* Dataset entries
====================
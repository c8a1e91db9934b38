//! Execution shim: runs one external invocation and reports how it exited.
//!
//! Settings never spawn processes themselves. They describe an [`Invocation`]
//! and hand it to a [`CommandRunner`], which keeps process handling (sudo,
//! stdio, Ctrl+C) in one place and lets tests substitute a scripted runner.

use anyhow::{Context, Result};
use async_trait::async_trait;
use std::fmt;
use std::process::Stdio;
use tokio::process::Command;
use tokio_util::sync::CancellationToken;

use crate::interrupt::Interrupted;
use crate::output::Output;

/// A single external command, described but not yet run.
#[derive(Debug, Clone, PartialEq, Eq)]
pub struct Invocation {
    pub program: String,
    pub args: Vec<String>,
    /// Needs root; run through `sudo -n` unless we already are root
    pub privileged: bool,
    /// Inherits the terminal (used for password prompts)
    pub interactive: bool,
}

impl Invocation {
    pub fn new(program: impl Into<String>) -> Self {
        Self {
            program: program.into(),
            args: Vec::new(),
            privileged: false,
            interactive: false,
        }
    }

    pub fn arg(mut self, arg: impl Into<String>) -> Self {
        self.args.push(arg.into());
        self
    }

    pub fn args<I, S>(mut self, args: I) -> Self
    where
        I: IntoIterator<Item = S>,
        S: Into<String>,
    {
        self.args.extend(args.into_iter().map(Into::into));
        self
    }

    pub fn privileged(mut self, privileged: bool) -> Self {
        self.privileged = privileged;
        self
    }

    pub fn interactive(mut self) -> Self {
        self.interactive = true;
        self
    }

    /// Program and arguments joined by spaces, without any sudo prefix.
    pub fn command_line(&self) -> String {
        std::iter::once(self.program.as_str())
            .chain(self.args.iter().map(String::as_str))
            .collect::<Vec<_>>()
            .join(" ")
    }
}

impl fmt::Display for Invocation {
    fn fmt(&self, f: &mut fmt::Formatter<'_>) -> fmt::Result {
        if self.privileged {
            write!(f, "sudo ")?;
        }
        write!(f, "{}", self.program)?;
        for arg in &self.args {
            if arg.is_empty() || arg.contains(char::is_whitespace) {
                write!(f, " '{}'", arg)?;
            } else {
                write!(f, " {}", arg)?;
            }
        }
        Ok(())
    }
}

/// What a finished invocation left behind.
#[derive(Debug, Clone, Default, PartialEq, Eq)]
pub struct CommandOutput {
    pub success: bool,
    pub code: Option<i32>,
    pub stdout: String,
    pub stderr: String,
}

impl CommandOutput {
    /// Short description of a failure, for error messages.
    pub fn failure_summary(&self) -> String {
        let code = self
            .code
            .map(|c| c.to_string())
            .unwrap_or_else(|| "signal".to_string());
        let stderr = self.stderr.trim();
        if stderr.is_empty() {
            format!("exit {}", code)
        } else {
            format!("exit {}: {}", code, stderr)
        }
    }
}

#[cfg(test)]
impl CommandOutput {
    /// A zero exit with the given stdout.
    pub fn ok(stdout: impl Into<String>) -> Self {
        Self {
            success: true,
            code: Some(0),
            stdout: stdout.into(),
            stderr: String::new(),
        }
    }

    /// A non-zero exit with no output.
    pub fn failed(code: i32) -> Self {
        Self {
            success: false,
            code: Some(code),
            stdout: String::new(),
            stderr: String::new(),
        }
    }

    pub fn with_stderr(mut self, stderr: impl Into<String>) -> Self {
        self.stderr = stderr.into();
        self
    }
}

/// Runs invocations. Implementations must not retry.
#[async_trait]
pub trait CommandRunner: Send + Sync {
    async fn run(&self, invocation: &Invocation) -> Result<CommandOutput>;

    /// True iff the invocation exits zero.
    async fn succeeds(&self, invocation: &Invocation) -> Result<bool> {
        Ok(self.run(invocation).await?.success)
    }
}

/// Runner that spawns real processes.
pub struct SystemRunner {
    sudo: String,
    is_root: bool,
    cancel: CancellationToken,
    output: Output,
}

impl SystemRunner {
    /// A runner that prefixes privileged invocations with `sudo -n` until
    /// told otherwise by [`SystemRunner::with_root`].
    pub fn new(sudo: impl Into<String>, cancel: CancellationToken, output: Output) -> Self {
        Self {
            sudo: sudo.into(),
            is_root: false,
            cancel,
            output,
        }
    }

    /// Run privileged invocations directly; set once the host is known to run as root.
    pub fn with_root(mut self, is_root: bool) -> Self {
        self.is_root = is_root;
        self
    }

    fn command(&self, invocation: &Invocation) -> Command {
        let mut cmd = if invocation.privileged && !self.is_root {
            let mut sudo = Command::new(&self.sudo);
            if !invocation.interactive {
                // Credentials were cached up front; never prompt mid-run
                sudo.arg("-n");
            }
            sudo.arg(&invocation.program);
            sudo
        } else {
            Command::new(&invocation.program)
        };
        cmd.args(&invocation.args);

        if invocation.interactive {
            cmd.stdin(Stdio::inherit())
                .stdout(Stdio::inherit())
                .stderr(Stdio::inherit());
        } else {
            cmd.stdin(Stdio::null())
                .stdout(Stdio::piped())
                .stderr(Stdio::piped());
        }
        cmd.kill_on_drop(true);
        cmd
    }
}

#[async_trait]
impl CommandRunner for SystemRunner {
    async fn run(&self, invocation: &Invocation) -> Result<CommandOutput> {
        if self.cancel.is_cancelled() {
            return Err(Interrupted.into());
        }

        self.output.verbose(&format!("$ {}", invocation));

        let child = self
            .command(invocation)
            .spawn()
            .with_context(|| format!("Failed to execute `{}`", invocation.command_line()))?;

        // Dropping the wait future kills the child (kill_on_drop)
        let finished = tokio::select! {
            result = child.wait_with_output() => result
                .with_context(|| format!("Failed to wait for {}", invocation.program))?,
            _ = self.cancel.cancelled() => return Err(Interrupted.into()),
        };

        let output = CommandOutput {
            success: finished.status.success(),
            code: finished.status.code(),
            stdout: String::from_utf8_lossy(&finished.stdout).into_owned(),
            stderr: String::from_utf8_lossy(&finished.stderr).into_owned(),
        };

        if !output.success {
            self.output
                .verbose(&format!("  -> {}", output.failure_summary()));
        }

        Ok(output)
    }
}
====================
* Instructions for the task
Retype the records above exactly, so that no line differs from its source.

* Answer section
repository c8a1e91db9934b38
//! Execution shim: runs one external invocation and reports how it exited.
//!
//! Settings never spawn processes themselves. They describe an [`Invocation`]
//! and hand it to a [`CommandRunner`], which keeps process handling (sudo,
//! stdio, Ctrl+C) in one place and lets tests substitute a scripted runner.

use anyhow::{Context, Result};
use async_trait::async_trait;
use std::fmt;
use std::process::Stdio;
use tokio::process::Command;
use tokio_util::sync::CancellationToken;

use crate::interrupt::Interrupted;
use crate::output::Output;

/// A single external command, described but not yet run.
#[derive(Debug, Clone, PartialEq, Eq)]
pub struct Invocation {
    pub program: String,
    pub args: Vec<String>,
    /// Needs root; run through `sudo -n` unless we already are root
    pub privileged: bool,
    /// Inherits the terminal (used for password prompts)
    pub interactive: bool,
}

impl Invocation {
    pub fn new(program: impl Into<String>) -> Self {
        Self {
            program: program.into(),
            args: Vec::new(),
            privileged: false,
            interactive: false,
        }
    }

    pub fn arg(mut self, arg: impl Into<String>) -> Self {
        self.args.push(arg.into());
        self
    }

    pub fn args<I, S>(mut self, args: I) -> Self
    where
        I: IntoIterator<Item = S>,
        S: Into<String>,
    {
        self.args.extend(args.into_iter().map(Into::into));
        self
    }

    pub fn privileged(mut self, privileged: bool) -> Self {
        self.privileged = privileged;
        self
    }

    pub fn interactive(mut self) -> Self {
        self.interactive = true;
        self
    }

    /// Program and arguments joined by spaces, without any sudo prefix.
    pub fn command_line(&self) -> String {
        std::iter::once(self.program.as_str())
            .chain(self.args.iter().map(String::as_str))
            .collect::<Vec<_>>()
            .join(" ")
    }
}

impl fmt::Display for Invocation {
    fn fmt(&self, f: &mut fmt::Formatter<'_>) -> fmt::Result {
        if self.privileged {
            write!(f, "sudo ")?;
        }
        write!(f, "{}", self.program)?;
        for arg in &self.args {
            if arg.is_empty() || arg.contains(char::is_whitespace) {
                write!(f, " '{}'", arg)?;
            } else {
                write!(f, " {}", arg)?;
            }
        }
        Ok(())
    }
}

/// What a finished invocation left behind.
#[derive(Debug, Clone, Default, PartialEq, Eq)]
pub struct CommandOutput {
    pub success: bool,
    pub code: Option<i32>,
    pub stdout: String,
    pub stderr: String,
}

impl CommandOutput {
    /// Short description of a failure, for error messages.
    pub fn failure_summary(&self) -> String {
        let code = self
            .code
            .map(|c| c.to_string())
            .unwrap_or_else(|| "signal".to_string());
        let stderr = self.stderr.trim();
        if stderr.is_empty() {
            format!("exit {}", code)
        } else {
            format!("exit {}: {}", code, stderr)
        }
    }
}

#[cfg(test)]
impl CommandOutput {
    /// A zero exit with the given stdout.
    pub fn ok(stdout: impl Into<String>) -> Self {
        Self {
            success: true,
            code: Some(0),
            stdout: stdout.into(),
            stderr: String::new(),
        }
    }

    /// A non-zero exit with no output.
    pub fn failed(code: i32) -> Self {
        Self {
            success: false,
            code: Some(code),
            stdout: String::new(),
            stderr: String::new(),
        }
    }

    pub fn with_stderr(mut self, stderr: impl Into<String>) -> Self {
        self.stderr = stderr.into();
        self
    }
}

/// Runs invocations. Implementations must not retry.
#[async_trait]
pub trait CommandRunner: Send + Sync {
    async fn run(&self, invocation: &Invocation) -> Result<CommandOutput>;

    /// True iff the invocation exits zero.
    async fn succeeds(&self, invocation: &Invocation) -> Result<bool> {
        Ok(self.run(invocation).await?.success)
    }
}

/// Runner that spawns real processes.
pub struct SystemRunner {
    sudo: String,
    is_root: bool,
    cancel: CancellationToken,
    output: Output,
}

impl SystemRunner {
    /// A runner that prefixes privileged invocations with `sudo -n` until
    /// told otherwise by [`SystemRunner::with_root`].
    pub fn new(sudo: impl Into<String>, cancel: CancellationToken, output: Output) -> Self {
        Self {
            sudo: sudo.into(),
            is_root: false,
            cancel,
            output,
        }
    }

    /// Run privileged invocations directly; set once the host is known to run as root.
    pub fn with_root(mut self, is_root: bool) -> Self {
        self.is_root = is_root;
        self
    }

    fn command(&self, invocation: &Invocation) -> Command {
        let mut cmd = if invocation.privileged && !self.is_root {
            let mut sudo = Command::new(&self.sudo);
            if !invocation.interactive {
                // Credentials were cached up front; never prompt mid-run
                sudo.arg("-n");
            }
            sudo.arg(&invocation.program);
            sudo
        } else {
            Command::new(&invocation.program)
        };
        cmd.args(&invocation.args);

        if invocation.interactive {
            cmd.stdin(Stdio::inherit())
                .stdout(Stdio::inherit())
                .stderr(Stdio::inherit());
        } else {
            cmd.stdin(Stdio::null())
                .stdout(Stdio::piped())
                .stderr(Stdio::piped());
        }
        cmd.kill_on_drop(true);
        cmd
    }
}

#[async_trait]
impl CommandRunner for SystemRunner {
    async fn run(&self, invocation: &Invocation) -> Result<CommandOutput> {
        if self.cancel.is_cancelled() {
            return Err(Interrupted.into());
        }

        self.output.verbose(&format!("$ {}", invocation));

        let child = self
            .command(invocation)
            .spawn()
            .with_context(|| format!("Failed to execute `{}`", invocation.command_line()))?;

        // Dropping the wait future kills the child (kill_on_drop)
        let finished = tokio::select! {
            result = child.wait_with_output() => result
                .with_context(|| format!("Failed to wait for {}", invocation.program))?,
            _ = self.cancel.cancelled() => return Err(Interrupted.into()),
        };

        let output = CommandOutput {
            success: finished.status.success(),
            code: finished.status.code(),
            stdout: String::from_utf8_lossy(&finished.stdout).into_owned(),
            stderr: String::from_utf8_lossy(&finished.stderr).into_owned(),
        };

        if !output.success {
            self.output
                .verbose(&format!("  -> {}", output.failure_summary()));
        }

        Ok(output)
    }
}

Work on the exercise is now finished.